In principle, it can be assumed that wearing gloves is the rule for various reasons. Those who do more than just a few days of internship should get reasonable matching gloves in the right size, or different glove types, depending on the work material (breakdown times).
In the end, you can also have electrostatic charging without gloves if the workplace is not properly secured, so there is a danger here too.
The wearing of gloves, however, is also indispensable and that they are also slipped over the sleeves at the end, so that the fabrics can be deposited on the arms and can later be absorbed by the food.
Even in careful handling, the risk of rubbing your eyes out of the eye without gloves before washing is much higher than the risk of making it with gloves.
Let's ask how much laboratory experience you have and how would you weigh?
I've never thought I've come into the situation in my approach that something has stuck to my hand / wrist or shiny on my sleeve.

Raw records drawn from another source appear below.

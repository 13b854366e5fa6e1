//! Marketplace catalog entries created by the import pipeline.

use std::str::FromStr;

use chrono::{DateTime, Utc};
use rust_decimal::Decimal;
use serde::{Deserialize, Serialize};
use uuid::Uuid;

use crate::ParseStatusError;

/// Moderation state of a marketplace product. Imports always start at `Pending`.
#[derive(Debug, Clone, Copy, PartialEq, Eq, Serialize, Deserialize)]
#[serde(rename_all = "lowercase")]
pub enum ProductStatus {
    Pending,
    Approved,
    Rejected,
}

impl ProductStatus {
    #[must_use]
    pub fn as_str(self) -> &'static str {
        match self {
            ProductStatus::Pending => "pending",
            ProductStatus::Approved => "approved",
            ProductStatus::Rejected => "rejected",
        }
    }
}

impl std::fmt::Display for ProductStatus {
    fn fmt(&self, f: &mut std::fmt::Formatter<'_>) -> std::fmt::Result {
        f.write_str(self.as_str())
    }
}

impl FromStr for ProductStatus {
    type Err = ParseStatusError;

    fn from_str(s: &str) -> Result<Self, Self::Err> {
        match s {
            "pending" => Ok(ProductStatus::Pending),
            "approved" => Ok(ProductStatus::Approved),
            "rejected" => Ok(ProductStatus::Rejected),
            other => Err(ParseStatusError {
                kind: "product",
                value: other.to_string(),
            }),
        }
    }
}

/// Insert payload for a marketplace product.
#[derive(Debug, Clone, PartialEq)]
pub struct NewLocalProduct {
    pub vendor_id: Option<Uuid>,
    pub stored_item_id: i64,
    pub name: String,
    pub slug: String,
    pub description: Option<String>,
    pub sku: Option<String>,
    pub price: Decimal,
    pub currency_code: String,
    pub inventory_count: i32,
    pub tags: Vec<String>,
    pub status: ProductStatus,
}

#[derive(Debug, Clone, PartialEq, Serialize, Deserialize)]
pub struct LocalProduct {
    pub id: i64,
    pub vendor_id: Option<Uuid>,
    /// Mirror row this product was created from.
    pub stored_item_id: i64,
    pub name: String,
    pub slug: String,
    pub description: Option<String>,
    pub sku: Option<String>,
    pub price: Decimal,
    pub currency_code: String,
    pub inventory_count: i32,
    pub tags: Vec<String>,
    pub status: ProductStatus,
    pub created_at: DateTime<Utc>,
}

#[derive(Debug, Clone, PartialEq, Eq, Serialize, Deserialize)]
pub struct ProductImage {
    pub id: i64,
    pub product_id: i64,
    pub url: String,
    /// 0-based display order.
    pub position: i32,
}
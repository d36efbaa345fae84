//! Gearing curve generation
//!
//! Produces the speed-vs-RPM stair-step for the gearing tuning view: each
//! gear is a segment from the RPM the engine lands on after an upshift at
//! redline to the redline itself, with vertical shift lines between gears.

use super::constants::*;
use crate::tuning::TuningSettings;
use crate::unit_conversion::ms_to_mph;
use serde::{Deserialize, Serialize};
use std::f64::consts::PI;

/// One point on the gearing chart
#[derive(Debug, Clone, Copy, PartialEq, Serialize, Deserialize)]
pub struct GearingPoint {
    /// Road speed (mph)
    pub speed: f64,
    /// Engine speed (RPM)
    pub rpm: f64,
    /// Gear number (1-based)
    pub gear: u32,
}

/// Generate the stair-step gearing chart
///
/// Two points per gear: where the gear is entered (the origin for 1st; for
/// later gears the post-shift RPM drop at the speed carried over from the
/// previous gear, which plots as a vertical shift line) and where it runs
/// out at `rpm_limit`.
pub fn generate_gearing_graph_data(
    tuning: &TuningSettings,
    rpm_limit: u32,
    number_of_gears: usize,
) -> Vec<GearingPoint> {
    let gears = tuning.gear_ratios(number_of_gears);
    let redline = rpm_limit as f64;

    let mut data: Vec<GearingPoint> = Vec::with_capacity(gears.len() * 2);
    for (index, &gear_ratio) in gears.iter().enumerate() {
        let gear = index as u32 + 1;
        let effective_ratio = gear_ratio * tuning.final_drive;
        let speed_at_rpm = |rpm: f64| {
            let wheel_rpm = rpm / effective_ratio;
            ms_to_mph(wheel_rpm / 60.0 * 2.0 * PI * TIRE_RADIUS)
        };

        if index == 0 {
            data.push(GearingPoint { speed: 0.0, rpm: 0.0, gear });
        } else {
            // RPM the engine drops to after shifting up at redline
            let entry_rpm = redline * (gear_ratio / gears[index - 1]);
            let carried_speed = data.last().map(|p| p.speed).unwrap_or(0.0);
            data.push(GearingPoint { speed: carried_speed, rpm: entry_rpm, gear });
        }

        data.push(GearingPoint { speed: speed_at_rpm(redline), rpm: redline, gear });
    }
    data
}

Strolling around in the lab with your hands on your face before you wash thoroughly, even with gloves is an absolute no-go, as you can also contaminate your hands when you pull out the gloves.
I therefore think that there is no good argument.
But still thank you for your contribution.
In the laboratory I have no experience directly but have made a course in dealing with hazardous substances where it was ultimately just argued that gloves are necessary even if the substances are not skin-accessible.
Gloves are necessary. My experience? Chemistry and 10+ years in an analytical laboratory.
Don't forget the coat and safety glasses.
I wrote that.
Coat and safety glasses are of course also mandatory.
In principle, self-protection against the protection of the objects with which one works applies. Even if this was really something with the electrostatic charge and the working surface, which does not affect the cement sleeves, I would ignore that.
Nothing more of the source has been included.